• [Your assignment]: Return, from the listing below, every line that includes "OpenAIProvider".

• [Records supplied]:
..........

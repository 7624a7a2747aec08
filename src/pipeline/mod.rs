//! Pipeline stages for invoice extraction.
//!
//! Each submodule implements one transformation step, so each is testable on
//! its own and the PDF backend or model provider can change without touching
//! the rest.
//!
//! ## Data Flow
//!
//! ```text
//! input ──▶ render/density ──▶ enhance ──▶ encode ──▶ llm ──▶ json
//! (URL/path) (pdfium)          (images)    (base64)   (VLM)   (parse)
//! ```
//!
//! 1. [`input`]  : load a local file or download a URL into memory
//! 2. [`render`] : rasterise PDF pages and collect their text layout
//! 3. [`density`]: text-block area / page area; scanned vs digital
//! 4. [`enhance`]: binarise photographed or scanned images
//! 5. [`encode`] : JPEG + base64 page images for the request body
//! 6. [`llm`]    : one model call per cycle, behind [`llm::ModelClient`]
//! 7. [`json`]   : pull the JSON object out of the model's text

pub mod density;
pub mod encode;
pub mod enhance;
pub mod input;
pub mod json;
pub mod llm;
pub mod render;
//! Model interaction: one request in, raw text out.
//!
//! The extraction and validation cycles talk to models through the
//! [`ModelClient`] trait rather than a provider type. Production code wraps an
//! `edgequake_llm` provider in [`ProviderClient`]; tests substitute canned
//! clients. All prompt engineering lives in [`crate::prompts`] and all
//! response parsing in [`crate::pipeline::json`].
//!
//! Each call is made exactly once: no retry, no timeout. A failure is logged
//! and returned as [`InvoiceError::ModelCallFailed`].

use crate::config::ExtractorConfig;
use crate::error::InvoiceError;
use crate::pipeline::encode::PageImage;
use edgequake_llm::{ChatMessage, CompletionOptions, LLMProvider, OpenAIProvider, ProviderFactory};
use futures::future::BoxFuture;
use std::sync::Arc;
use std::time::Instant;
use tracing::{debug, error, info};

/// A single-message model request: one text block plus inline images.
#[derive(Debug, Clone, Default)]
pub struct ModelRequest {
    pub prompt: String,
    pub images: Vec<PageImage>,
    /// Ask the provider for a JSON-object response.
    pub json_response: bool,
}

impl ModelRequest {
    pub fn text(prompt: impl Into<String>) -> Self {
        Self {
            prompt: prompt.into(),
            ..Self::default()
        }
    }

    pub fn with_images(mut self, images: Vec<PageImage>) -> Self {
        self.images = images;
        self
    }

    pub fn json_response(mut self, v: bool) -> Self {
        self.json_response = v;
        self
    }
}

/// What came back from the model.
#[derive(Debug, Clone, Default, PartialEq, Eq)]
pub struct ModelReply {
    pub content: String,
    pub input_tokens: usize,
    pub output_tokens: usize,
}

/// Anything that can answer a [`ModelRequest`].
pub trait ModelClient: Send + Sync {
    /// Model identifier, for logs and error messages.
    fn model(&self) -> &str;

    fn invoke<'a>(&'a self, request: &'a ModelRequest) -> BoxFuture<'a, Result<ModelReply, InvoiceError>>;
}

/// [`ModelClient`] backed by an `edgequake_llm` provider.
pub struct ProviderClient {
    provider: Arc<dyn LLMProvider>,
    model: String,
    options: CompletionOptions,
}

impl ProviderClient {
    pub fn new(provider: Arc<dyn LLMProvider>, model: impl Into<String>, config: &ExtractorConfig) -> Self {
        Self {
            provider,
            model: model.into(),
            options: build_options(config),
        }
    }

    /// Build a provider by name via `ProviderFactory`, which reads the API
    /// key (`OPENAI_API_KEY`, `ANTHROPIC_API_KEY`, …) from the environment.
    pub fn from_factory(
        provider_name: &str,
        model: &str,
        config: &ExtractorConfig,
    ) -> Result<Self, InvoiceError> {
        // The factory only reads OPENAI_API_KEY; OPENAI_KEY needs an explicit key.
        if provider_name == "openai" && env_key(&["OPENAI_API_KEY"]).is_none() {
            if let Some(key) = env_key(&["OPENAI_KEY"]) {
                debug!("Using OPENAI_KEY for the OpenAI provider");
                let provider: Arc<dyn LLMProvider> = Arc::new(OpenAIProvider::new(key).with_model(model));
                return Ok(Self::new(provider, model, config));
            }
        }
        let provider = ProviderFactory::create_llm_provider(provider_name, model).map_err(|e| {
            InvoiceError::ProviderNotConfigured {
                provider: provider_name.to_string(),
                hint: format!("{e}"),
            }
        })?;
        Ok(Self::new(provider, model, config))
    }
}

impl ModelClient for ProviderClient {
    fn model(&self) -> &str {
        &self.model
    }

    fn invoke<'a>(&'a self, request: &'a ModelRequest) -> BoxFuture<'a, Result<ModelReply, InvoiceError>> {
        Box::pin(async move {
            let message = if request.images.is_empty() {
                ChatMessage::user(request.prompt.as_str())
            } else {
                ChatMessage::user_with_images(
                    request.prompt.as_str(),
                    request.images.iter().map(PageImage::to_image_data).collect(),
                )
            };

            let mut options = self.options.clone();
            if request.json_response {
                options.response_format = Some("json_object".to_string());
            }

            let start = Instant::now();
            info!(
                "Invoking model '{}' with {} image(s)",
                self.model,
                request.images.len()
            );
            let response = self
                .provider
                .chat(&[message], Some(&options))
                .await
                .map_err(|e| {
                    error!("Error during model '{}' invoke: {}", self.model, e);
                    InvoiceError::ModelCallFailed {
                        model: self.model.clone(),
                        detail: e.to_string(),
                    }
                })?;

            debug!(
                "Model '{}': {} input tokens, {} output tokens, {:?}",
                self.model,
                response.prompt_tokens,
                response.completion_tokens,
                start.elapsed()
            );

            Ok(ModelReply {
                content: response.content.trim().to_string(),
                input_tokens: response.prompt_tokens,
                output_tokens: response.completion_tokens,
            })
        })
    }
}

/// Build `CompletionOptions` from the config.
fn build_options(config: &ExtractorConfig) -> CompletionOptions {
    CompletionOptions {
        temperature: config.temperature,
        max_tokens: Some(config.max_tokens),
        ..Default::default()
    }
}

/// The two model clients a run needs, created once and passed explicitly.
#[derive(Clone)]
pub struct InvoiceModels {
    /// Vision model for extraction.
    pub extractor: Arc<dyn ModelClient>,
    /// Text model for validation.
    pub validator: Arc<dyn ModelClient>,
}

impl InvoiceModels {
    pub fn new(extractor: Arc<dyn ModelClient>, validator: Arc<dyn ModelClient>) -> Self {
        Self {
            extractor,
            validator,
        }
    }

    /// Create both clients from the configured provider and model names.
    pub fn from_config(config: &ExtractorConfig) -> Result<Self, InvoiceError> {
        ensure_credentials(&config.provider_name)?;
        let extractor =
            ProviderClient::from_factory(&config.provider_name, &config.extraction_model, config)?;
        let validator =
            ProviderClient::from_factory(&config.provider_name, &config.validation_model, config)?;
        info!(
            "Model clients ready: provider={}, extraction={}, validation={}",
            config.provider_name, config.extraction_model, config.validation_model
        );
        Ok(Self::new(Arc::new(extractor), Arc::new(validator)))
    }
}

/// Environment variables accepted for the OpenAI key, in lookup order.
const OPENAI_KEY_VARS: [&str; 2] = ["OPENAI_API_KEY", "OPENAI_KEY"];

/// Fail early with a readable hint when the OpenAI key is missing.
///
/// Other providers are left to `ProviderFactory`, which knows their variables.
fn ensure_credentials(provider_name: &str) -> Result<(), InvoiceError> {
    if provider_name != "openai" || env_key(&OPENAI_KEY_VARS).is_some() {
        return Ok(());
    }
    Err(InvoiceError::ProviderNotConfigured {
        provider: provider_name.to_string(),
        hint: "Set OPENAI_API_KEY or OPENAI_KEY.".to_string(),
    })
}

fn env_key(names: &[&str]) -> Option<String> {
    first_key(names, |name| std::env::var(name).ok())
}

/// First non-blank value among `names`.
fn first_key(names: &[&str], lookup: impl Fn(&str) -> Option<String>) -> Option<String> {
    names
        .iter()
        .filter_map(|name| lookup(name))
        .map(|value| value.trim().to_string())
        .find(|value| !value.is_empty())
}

..........

• [Answer to the problem]:
use edgequake_llm::{ChatMessage, CompletionOptions, LLMProvider, OpenAIProvider, ProviderFactory};
                let provider: Arc<dyn LLMProvider> = Arc::new(OpenAIProvider::new(key).with_model(model));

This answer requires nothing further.